== DATA RECORDS ==

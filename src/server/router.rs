use axum::Router;
use tower_http::cors::CorsLayer;
use utoipa::OpenApi;
use utoipa_axum::{router::OpenApiRouter, routes};
use utoipa_swagger_ui::SwaggerUi;

use crate::{
    model::{
        api::ErrorDto,
        player::{CreatePlayerDto, PlayerDto, PlayerOrder, Profession, Race, UpdatePlayerDto},
    },
    server::{controller::player, state::AppState},
};

#[derive(OpenApi)]
#[openapi(
    info(
        title = "Player Registry API",
        version = "0.1.0"
    ),
    tags(
        (name = "player", description = "Player management endpoints")
    ),
    components(schemas(
        PlayerDto,
        CreatePlayerDto,
        UpdatePlayerDto,
        Race,
        Profession,
        PlayerOrder,
        ErrorDto
    ))
)]
pub struct ApiDoc;

/// Player REST routes, collected together with their OpenAPI operations.
pub fn router() -> OpenApiRouter<AppState> {
    OpenApiRouter::with_openapi(ApiDoc::openapi())
        .routes(routes!(player::get_players, player::create_player))
        .routes(routes!(player::get_players_count))
        .routes(routes!(
            player::get_player,
            player::update_player,
            player::delete_player
        ))
}

/// Builds the complete application: REST routes, Swagger UI and CORS.
pub fn app(state: AppState) -> Router {
    let (router, api) = router().split_for_parts();

    router
        .merge(SwaggerUi::new("/swagger-ui").url("/api-docs/openapi.json", api))
        .layer(CorsLayer::permissive())
        .with_state(state)
}
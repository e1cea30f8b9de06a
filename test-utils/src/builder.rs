use entity::prelude::*;
use sea_orm::{sea_query::TableCreateStatement, EntityTrait, Schema};

use crate::{context::TestContext, error::TestError};

/// Builder for creating test contexts with customizable database schemas.
///
/// Provides a fluent interface for configuring test environments with in-memory SQLite
/// databases. Add entity tables, then call `build()` to create the configured context.
///
/// # Example
///
/// ```rust,ignore
/// use test_utils::builder::TestBuilder;
/// use entity::prelude::Player;
///
/// let test = TestBuilder::new()
///     .with_table(Player)
///     .build()
///     .await?;
/// ```
pub struct TestBuilder {
    /// CREATE TABLE statements executed in insertion order during `build()`.
    tables: Vec<TableCreateStatement>,
}

impl TestBuilder {
    /// Creates a new test builder with no tables configured.
    pub fn new() -> Self {
        Self { tables: Vec::new() }
    }

    /// Adds an entity table to the test database schema.
    ///
    /// Generates a CREATE TABLE statement from the provided SeaORM entity using SQLite
    /// backend syntax. The table will be created when `build()` is called.
    ///
    /// # Arguments
    /// - `entity` - SeaORM entity model implementing `EntityTrait` to create table for
    ///
    /// # Returns
    /// - `Self` - Builder instance for method chaining
    pub fn with_table<E: EntityTrait>(mut self, entity: E) -> Self {
        let schema = Schema::new(sea_orm::DbBackend::Sqlite);
        self.tables.push(schema.create_table_from_entity(entity));
        self
    }

    /// Adds every table the player endpoints touch.
    pub fn with_player_tables(self) -> Self {
        self.with_table(Player)
    }

    /// Builds and initializes the test context with configured tables.
    ///
    /// # Returns
    /// - `Ok(TestContext)` - Test context with database and tables ready
    /// - `Err(TestError::Database)`- Failed to connect to database or create tables
    pub async fn build(self) -> Result<TestContext, TestError> {
        let mut setup = TestContext::new();

        setup.with_tables(self.tables).await?;

        Ok(setup)
    }
}

impl Default for TestBuilder {
    fn default() -> Self {
        Self::new()
    }
}
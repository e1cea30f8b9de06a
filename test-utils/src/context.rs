use sea_orm::{sea_query::TableCreateStatement, ConnectionTrait, Database, DatabaseConnection};

use crate::error::TestError;

/// Test context containing the database connection for a single test.
///
/// Provides an in-memory SQLite database connection for isolated unit and integration
/// testing. The database is created lazily on first access and persists for the lifetime
/// of the test context.
pub struct TestContext {
    /// Optional database connection to in-memory SQLite instance.
    ///
    /// Initialized lazily when `database()` is first called.
    pub db: Option<DatabaseConnection>,
}

impl TestContext {
    /// Creates a new empty test context with no database connection.
    pub fn new() -> Self {
        Self { db: None }
    }

    /// Gets or creates the in-memory SQLite database connection.
    ///
    /// # Returns
    /// - `Ok(&DatabaseConnection)` - Reference to the database connection
    /// - `Err(TestError::Database)` - Failed to connect to in-memory SQLite database
    pub async fn database(&mut self) -> Result<&DatabaseConnection, TestError> {
        match self.db {
            Some(ref db) => Ok(db),
            None => {
                let db = Database::connect("sqlite::memory:").await?;

                let db_ref = self.db.insert(db);

                Ok(&*db_ref)
            }
        }
    }

    /// Creates database tables from the provided CREATE TABLE statements.
    ///
    /// Typically called internally by `TestBuilder::build()` rather than directly.
    ///
    /// # Arguments
    /// - `stmts` - Vector of CREATE TABLE statements to execute in order
    ///
    /// # Returns
    /// - `Ok(())` - All tables created successfully
    /// - `Err(TestError::Database)` - Failed to create one or more tables
    pub async fn with_tables(&mut self, stmts: Vec<TableCreateStatement>) -> Result<(), TestError> {
        let db = self.database().await?;

        for stmt in stmts {
            db.execute(&stmt).await?;
        }

        Ok(())
    }
}

impl Default for TestContext {
    fn default() -> Self {
        Self::new()
    }
}
pub use sea_orm_migration::prelude::*;

mod m20251210_000001_create_player_table;
mod m20251210_000002_create_player_filter_indexes;

pub struct Migrator;

#[async_trait::async_trait]
impl MigratorTrait for Migrator {
    fn migrations() -> Vec<Box<dyn MigrationTrait>> {
        vec![
            Box::new(m20251210_000001_create_player_table::Migration),
            Box::new(m20251210_000002_create_player_filter_indexes::Migration),
        ]
    }
}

===

◆ **TASK GOAL**: In the records above, find the lines holding "when". Copy each one.

◆ **RESPONSE BOX**:
    /// backend syntax. The table will be created when `build()` is called.
    /// Initialized lazily when `database()` is first called.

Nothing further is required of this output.